Task objective
Begin with the first line of the listing and quote every line through the one containing "probability, zero duration"; give only those lines.

-------- Supplied entries --------

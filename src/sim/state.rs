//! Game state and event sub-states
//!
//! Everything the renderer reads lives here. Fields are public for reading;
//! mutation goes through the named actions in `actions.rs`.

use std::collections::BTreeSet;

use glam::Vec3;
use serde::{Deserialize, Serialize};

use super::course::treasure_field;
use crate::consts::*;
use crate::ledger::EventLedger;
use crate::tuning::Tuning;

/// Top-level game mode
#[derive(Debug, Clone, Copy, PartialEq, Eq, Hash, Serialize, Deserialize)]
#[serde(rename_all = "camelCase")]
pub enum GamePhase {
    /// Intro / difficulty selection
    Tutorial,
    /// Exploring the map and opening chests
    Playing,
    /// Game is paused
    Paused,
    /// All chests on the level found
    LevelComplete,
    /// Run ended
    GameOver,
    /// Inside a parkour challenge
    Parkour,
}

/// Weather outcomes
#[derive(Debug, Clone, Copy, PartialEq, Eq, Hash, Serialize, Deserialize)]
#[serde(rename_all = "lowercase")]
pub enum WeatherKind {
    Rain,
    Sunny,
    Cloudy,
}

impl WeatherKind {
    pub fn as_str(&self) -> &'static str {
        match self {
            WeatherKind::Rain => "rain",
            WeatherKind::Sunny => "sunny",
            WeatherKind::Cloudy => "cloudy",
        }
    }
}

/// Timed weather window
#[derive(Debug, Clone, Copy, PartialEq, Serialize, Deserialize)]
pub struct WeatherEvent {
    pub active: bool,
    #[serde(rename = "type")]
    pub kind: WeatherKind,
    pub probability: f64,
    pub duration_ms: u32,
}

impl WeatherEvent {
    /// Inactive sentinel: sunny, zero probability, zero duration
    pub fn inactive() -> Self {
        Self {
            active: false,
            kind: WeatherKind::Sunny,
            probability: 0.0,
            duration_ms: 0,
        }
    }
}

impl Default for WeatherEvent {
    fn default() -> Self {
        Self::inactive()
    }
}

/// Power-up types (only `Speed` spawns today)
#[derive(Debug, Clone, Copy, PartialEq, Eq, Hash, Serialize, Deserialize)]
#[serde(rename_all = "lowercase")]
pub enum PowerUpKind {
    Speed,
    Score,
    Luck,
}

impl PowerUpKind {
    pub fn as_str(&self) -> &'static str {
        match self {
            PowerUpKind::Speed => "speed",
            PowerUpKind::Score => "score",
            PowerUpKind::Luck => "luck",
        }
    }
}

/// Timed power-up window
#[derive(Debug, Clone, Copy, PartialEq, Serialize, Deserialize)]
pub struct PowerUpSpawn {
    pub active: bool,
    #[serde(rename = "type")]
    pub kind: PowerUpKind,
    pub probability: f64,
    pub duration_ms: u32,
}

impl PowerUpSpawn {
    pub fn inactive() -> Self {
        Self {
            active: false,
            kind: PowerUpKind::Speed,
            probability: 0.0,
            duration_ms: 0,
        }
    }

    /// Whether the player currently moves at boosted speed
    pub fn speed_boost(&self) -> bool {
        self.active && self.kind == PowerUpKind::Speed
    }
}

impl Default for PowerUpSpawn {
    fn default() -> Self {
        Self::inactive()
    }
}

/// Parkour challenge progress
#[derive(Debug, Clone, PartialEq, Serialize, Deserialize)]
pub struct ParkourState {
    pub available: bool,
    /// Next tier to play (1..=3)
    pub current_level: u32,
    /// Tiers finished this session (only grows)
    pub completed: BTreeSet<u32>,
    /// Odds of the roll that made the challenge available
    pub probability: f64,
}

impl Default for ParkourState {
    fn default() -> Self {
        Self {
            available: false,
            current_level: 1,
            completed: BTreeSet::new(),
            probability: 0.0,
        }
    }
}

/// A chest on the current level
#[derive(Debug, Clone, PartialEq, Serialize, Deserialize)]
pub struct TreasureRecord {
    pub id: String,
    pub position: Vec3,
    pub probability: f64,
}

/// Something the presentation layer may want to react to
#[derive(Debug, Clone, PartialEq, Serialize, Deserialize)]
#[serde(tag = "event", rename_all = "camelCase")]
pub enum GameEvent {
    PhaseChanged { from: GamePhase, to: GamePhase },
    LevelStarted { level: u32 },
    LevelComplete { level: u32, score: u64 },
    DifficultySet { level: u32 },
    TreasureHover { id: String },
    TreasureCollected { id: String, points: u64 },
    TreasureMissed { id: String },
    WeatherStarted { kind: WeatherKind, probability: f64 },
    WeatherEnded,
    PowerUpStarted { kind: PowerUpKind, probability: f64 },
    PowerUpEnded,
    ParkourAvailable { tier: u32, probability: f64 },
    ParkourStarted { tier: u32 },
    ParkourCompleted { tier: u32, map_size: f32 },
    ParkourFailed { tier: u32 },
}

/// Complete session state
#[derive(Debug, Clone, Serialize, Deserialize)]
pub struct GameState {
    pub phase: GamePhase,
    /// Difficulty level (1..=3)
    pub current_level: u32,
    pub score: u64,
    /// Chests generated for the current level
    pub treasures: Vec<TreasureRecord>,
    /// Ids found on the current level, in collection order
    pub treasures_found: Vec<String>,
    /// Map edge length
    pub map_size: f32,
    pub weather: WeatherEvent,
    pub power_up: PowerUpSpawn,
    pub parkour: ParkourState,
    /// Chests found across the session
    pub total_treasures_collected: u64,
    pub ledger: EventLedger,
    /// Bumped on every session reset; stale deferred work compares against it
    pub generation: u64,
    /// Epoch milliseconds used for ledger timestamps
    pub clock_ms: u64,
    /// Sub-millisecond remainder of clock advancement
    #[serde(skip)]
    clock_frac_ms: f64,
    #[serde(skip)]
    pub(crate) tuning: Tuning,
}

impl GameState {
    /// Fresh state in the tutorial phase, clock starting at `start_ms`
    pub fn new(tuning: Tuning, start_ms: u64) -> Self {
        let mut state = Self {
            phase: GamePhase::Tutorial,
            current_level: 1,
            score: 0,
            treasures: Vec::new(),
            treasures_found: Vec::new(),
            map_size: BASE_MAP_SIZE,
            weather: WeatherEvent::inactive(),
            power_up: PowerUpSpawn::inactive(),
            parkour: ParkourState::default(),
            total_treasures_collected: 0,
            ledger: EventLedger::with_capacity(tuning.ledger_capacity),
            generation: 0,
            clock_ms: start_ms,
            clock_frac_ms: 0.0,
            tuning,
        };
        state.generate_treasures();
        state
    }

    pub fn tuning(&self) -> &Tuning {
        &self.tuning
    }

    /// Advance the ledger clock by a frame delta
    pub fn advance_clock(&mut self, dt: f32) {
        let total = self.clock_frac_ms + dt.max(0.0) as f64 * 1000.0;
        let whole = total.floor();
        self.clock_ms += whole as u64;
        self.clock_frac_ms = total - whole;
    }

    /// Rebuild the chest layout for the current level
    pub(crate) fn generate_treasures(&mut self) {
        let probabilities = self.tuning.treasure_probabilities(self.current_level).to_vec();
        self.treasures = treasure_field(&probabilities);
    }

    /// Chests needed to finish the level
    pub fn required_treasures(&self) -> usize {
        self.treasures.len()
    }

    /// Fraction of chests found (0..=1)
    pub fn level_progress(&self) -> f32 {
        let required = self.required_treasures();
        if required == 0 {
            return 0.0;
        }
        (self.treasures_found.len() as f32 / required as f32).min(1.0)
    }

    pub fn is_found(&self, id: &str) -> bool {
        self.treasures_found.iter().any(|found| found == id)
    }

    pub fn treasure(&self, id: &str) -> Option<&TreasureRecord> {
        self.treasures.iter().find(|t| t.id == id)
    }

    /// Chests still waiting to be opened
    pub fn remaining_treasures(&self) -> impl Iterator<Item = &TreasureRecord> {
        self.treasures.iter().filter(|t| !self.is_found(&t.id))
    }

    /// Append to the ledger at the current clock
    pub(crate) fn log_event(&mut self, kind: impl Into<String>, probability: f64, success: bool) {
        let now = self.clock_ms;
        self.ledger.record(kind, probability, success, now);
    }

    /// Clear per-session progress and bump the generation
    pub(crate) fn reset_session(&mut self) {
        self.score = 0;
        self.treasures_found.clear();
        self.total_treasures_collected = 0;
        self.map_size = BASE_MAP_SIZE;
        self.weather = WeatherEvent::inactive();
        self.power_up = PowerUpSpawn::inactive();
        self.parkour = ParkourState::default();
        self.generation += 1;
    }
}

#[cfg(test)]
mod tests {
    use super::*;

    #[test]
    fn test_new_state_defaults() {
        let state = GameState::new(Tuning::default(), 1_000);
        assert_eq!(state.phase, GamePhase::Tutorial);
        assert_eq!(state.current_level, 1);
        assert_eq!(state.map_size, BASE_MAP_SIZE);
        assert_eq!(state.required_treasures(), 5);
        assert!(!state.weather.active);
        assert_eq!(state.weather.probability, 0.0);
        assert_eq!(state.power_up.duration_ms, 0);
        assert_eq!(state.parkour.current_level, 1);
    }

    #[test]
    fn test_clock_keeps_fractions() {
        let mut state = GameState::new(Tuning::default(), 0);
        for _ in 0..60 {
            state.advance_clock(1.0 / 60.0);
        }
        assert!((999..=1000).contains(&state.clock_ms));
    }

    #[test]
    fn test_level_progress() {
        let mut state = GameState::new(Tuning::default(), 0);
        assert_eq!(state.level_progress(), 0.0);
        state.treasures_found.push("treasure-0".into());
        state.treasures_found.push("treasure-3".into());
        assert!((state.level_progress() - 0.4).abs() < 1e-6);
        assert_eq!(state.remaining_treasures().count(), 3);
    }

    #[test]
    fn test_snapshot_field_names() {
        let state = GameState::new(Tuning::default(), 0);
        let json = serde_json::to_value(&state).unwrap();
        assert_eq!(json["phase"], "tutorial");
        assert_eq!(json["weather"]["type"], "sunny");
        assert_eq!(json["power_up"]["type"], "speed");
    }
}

--------

Completed exercise
filename src/sim/state.rs
//! Game state and event sub-states
//!
//! Everything the renderer reads lives here. Fields are public for reading;
//! mutation goes through the named actions in `actions.rs`.

use std::collections::BTreeSet;

use glam::Vec3;
use serde::{Deserialize, Serialize};

use super::course::treasure_field;
use crate::consts::*;
use crate::ledger::EventLedger;
use crate::tuning::Tuning;

/// Top-level game mode
#[derive(Debug, Clone, Copy, PartialEq, Eq, Hash, Serialize, Deserialize)]
#[serde(rename_all = "camelCase")]
pub enum GamePhase {
    /// Intro / difficulty selection
    Tutorial,
    /// Exploring the map and opening chests
    Playing,
    /// Game is paused
    Paused,
    /// All chests on the level found
    LevelComplete,
    /// Run ended
    GameOver,
    /// Inside a parkour challenge
    Parkour,
}

/// Weather outcomes
#[derive(Debug, Clone, Copy, PartialEq, Eq, Hash, Serialize, Deserialize)]
#[serde(rename_all = "lowercase")]
pub enum WeatherKind {
    Rain,
    Sunny,
    Cloudy,
}

impl WeatherKind {
    pub fn as_str(&self) -> &'static str {
        match self {
            WeatherKind::Rain => "rain",
            WeatherKind::Sunny => "sunny",
            WeatherKind::Cloudy => "cloudy",
        }
    }
}

/// Timed weather window
#[derive(Debug, Clone, Copy, PartialEq, Serialize, Deserialize)]
pub struct WeatherEvent {
    pub active: bool,
    #[serde(rename = "type")]
    pub kind: WeatherKind,
    pub probability: f64,
    pub duration_ms: u32,
}

impl WeatherEvent {
    /// Inactive sentinel: sunny, zero probability, zero duration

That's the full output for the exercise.